Low, high levels of physical activity tied to reduced mortality
(HealthDay)—Both low and high levels of physical activity (PA) are associated with reduced all-cause mortality, according to a study published online March 19 in the British Journal of Sports Medicine.
Min Zhao, from Shandong University in Jinan, China, and colleagues examined data from the National Health Interview Surveys (1997 to 2008) linked to the National Death Index records through Dec. 31, 2011. Data were included for 88,140 eligible participants aged 40 to 85 years.

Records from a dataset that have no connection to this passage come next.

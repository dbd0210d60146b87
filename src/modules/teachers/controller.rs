use axum::{
    Json,
    extract::{Query, State},
    http::StatusCode,
};
use tracing::instrument;

use gubae_core::AppError;
use gubae_models::{CreateTeacherDto, ErrorResponse, Teacher, TeacherFilterParams, UpdateTeacherDto};

use super::service::TeacherService;
use crate::middleware::auth::AuthUser;
use crate::state::AppState;
use crate::validator::{ResourceId, ValidatedJson};

#[utoipa::path(
    post,
    path = "/api/teachers",
    request_body = CreateTeacherDto,
    responses(
        (status = 201, description = "Teacher created", body = Teacher),
        (status = 400, description = "Validation error or email already exists", body = ErrorResponse),
        (status = 401, description = "Access token is missing", body = ErrorResponse),
        (status = 403, description = "Invalid access token", body = ErrorResponse),
        (status = 500, description = "Internal server error", body = ErrorResponse)
    ),
    security(("bearer_auth" = [])),
    tag = "Teachers"
)]
#[instrument(skip(state, auth_user), fields(admin = %auth_user.identifier()))]
pub async fn create_teacher(
    State(state): State<AppState>,
    auth_user: AuthUser,
    ValidatedJson(dto): ValidatedJson<CreateTeacherDto>,
) -> Result<(StatusCode, Json<Teacher>), AppError> {
    let teacher = TeacherService::create_teacher(state.store(), dto).await?;
    Ok((StatusCode::CREATED, Json(teacher)))
}

#[utoipa::path(
    get,
    path = "/api/teachers",
    params(TeacherFilterParams),
    responses(
        (status = 200, description = "Teacher records matching the filters", body = Vec<Teacher>),
        (status = 401, description = "Access token is missing", body = ErrorResponse),
        (status = 403, description = "Invalid access token", body = ErrorResponse),
        (status = 500, description = "Internal server error", body = ErrorResponse)
    ),
    security(("bearer_auth" = [])),
    tag = "Teachers"
)]
#[instrument(skip(state))]
pub async fn get_teachers(
    State(state): State<AppState>,
    Query(filters): Query<TeacherFilterParams>,
) -> Result<Json<Vec<Teacher>>, AppError> {
    let records = TeacherService::get_teachers(state.store(), filters).await?;
    Ok(Json(records))
}

#[utoipa::path(
    get,
    path = "/api/teachers/{id}",
    params(("id" = uuid::Uuid, Path, description = "Teacher ID")),
    responses(
        (status = 200, description = "Teacher found", body = Teacher),
        (status = 400, description = "Invalid id", body = ErrorResponse),
        (status = 401, description = "Access token is missing", body = ErrorResponse),
        (status = 403, description = "Invalid access token", body = ErrorResponse),
        (status = 404, description = "Teacher not found", body = ErrorResponse),
        (status = 500, description = "Internal server error", body = ErrorResponse)
    ),
    security(("bearer_auth" = [])),
    tag = "Teachers"
)]
#[instrument(skip(state))]
pub async fn get_teacher(
    State(state): State<AppState>,
    ResourceId(id): ResourceId,
) -> Result<Json<Teacher>, AppError> {
    let teacher = TeacherService::get_teacher(state.store(), id).await?;
    Ok(Json(teacher))
}

#[utoipa::path(
    put,
    path = "/api/teachers/{id}",
    params(("id" = uuid::Uuid, Path, description = "Teacher ID")),
    request_body = UpdateTeacherDto,
    responses(
        (status = 200, description = "Teacher updated", body = Teacher),
        (status = 400, description = "Invalid id or validation error or email already exists", body = ErrorResponse),
        (status = 401, description = "Access token is missing", body = ErrorResponse),
        (status = 403, description = "Invalid access token", body = ErrorResponse),
        (status = 404, description = "Teacher not found", body = ErrorResponse),
        (status = 500, description = "Internal server error", body = ErrorResponse)
    ),
    security(("bearer_auth" = [])),
    tag = "Teachers"
)]
#[instrument(skip(state, auth_user), fields(admin = %auth_user.identifier()))]
pub async fn update_teacher(
    State(state): State<AppState>,
    auth_user: AuthUser,
    ResourceId(id): ResourceId,
    ValidatedJson(dto): ValidatedJson<UpdateTeacherDto>,
) -> Result<Json<Teacher>, AppError> {
    let teacher = TeacherService::update_teacher(state.store(), id, dto).await?;
    Ok(Json(teacher))
}

/// Remove a teacher
#[utoipa::path(
    delete,
    path = "/api/teachers/{id}",
    params(("id" = uuid::Uuid, Path, description = "Teacher ID")),
    responses(
        (status = 204, description = "Teacher deleted"),
        (status = 400, description = "Invalid id", body = ErrorResponse),
        (status = 401, description = "Access token is missing", body = ErrorResponse),
        (status = 403, description = "Invalid access token", body = ErrorResponse),
        (status = 404, description = "Teacher not found", body = ErrorResponse),
        (status = 500, description = "Internal server error", body = ErrorResponse)
    ),
    security(("bearer_auth" = [])),
    tag = "Teachers"
)]
#[instrument(skip(state, auth_user), fields(admin = %auth_user.identifier()))]
pub async fn delete_teacher(
    State(state): State<AppState>,
    auth_user: AuthUser,
    ResourceId(id): ResourceId,
) -> Result<StatusCode, AppError> {
    TeacherService::delete_teacher(state.store(), id).await?;
    Ok(StatusCode::NO_CONTENT)
}
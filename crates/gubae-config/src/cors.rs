use std::env;

/// Allowed browser origins. `*` (the default) accepts any origin.
#[derive(Clone, Debug)]
pub struct CorsConfig {
    pub allowed_origins: Vec<String>,
}

impl CorsConfig {
    pub fn from_env() -> Self {
        Self::parse(&env::var("ALLOWED_ORIGINS").unwrap_or_else(|_| "*".to_string()))
    }

    pub fn parse(raw: &str) -> Self {
        let allowed_origins = raw
            .split(',')
            .map(|s| s.trim().to_string())
            .filter(|s| !s.is_empty())
            .collect();

        Self { allowed_origins }
    }

    pub fn allows_any(&self) -> bool {
        self.allowed_origins.is_empty() || self.allowed_origins.iter().any(|o| o == "*")
    }
}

The researchers found that individuals performing 10 to 59 minutes/week of PA had a lower risk for all-cause mortality than inactive individuals (hazard ratio [HR], 0.82 [95 percent confidence interval, 0.72 to 0.95]). Individuals who reported one to two times the recommended level of leisure time PA (150 to 299 min/week) had a further reduced risk for all-cause mortality (HR, 0.69 [0.63 to 0.75]). Continued benefits were seen for those performing 10 or more times the recommended level of leisure-time PA (≥1,500 minutes/week: HR, 0.54 [0.45 to 0.64]). The HRs for cardiovascular disease-specific mortality were 0.88 (0.67 to 1.17), 0.63 (0.52 to 0.78), and 0.67 (0.45 to 0.99) for 10 to 59, 150 to 299, and ≥1,500 min/week, respectively; the corresponding HRs were 0.86 (0.66 to 1.11), 0.76 (0.64 to 0.89), and 0.53 (0.39 to 0.73) for cancer-specific mortality.
"Promoting PA of any intensity and amount is an important approach to reducing mortality risk in the general population," the authors write.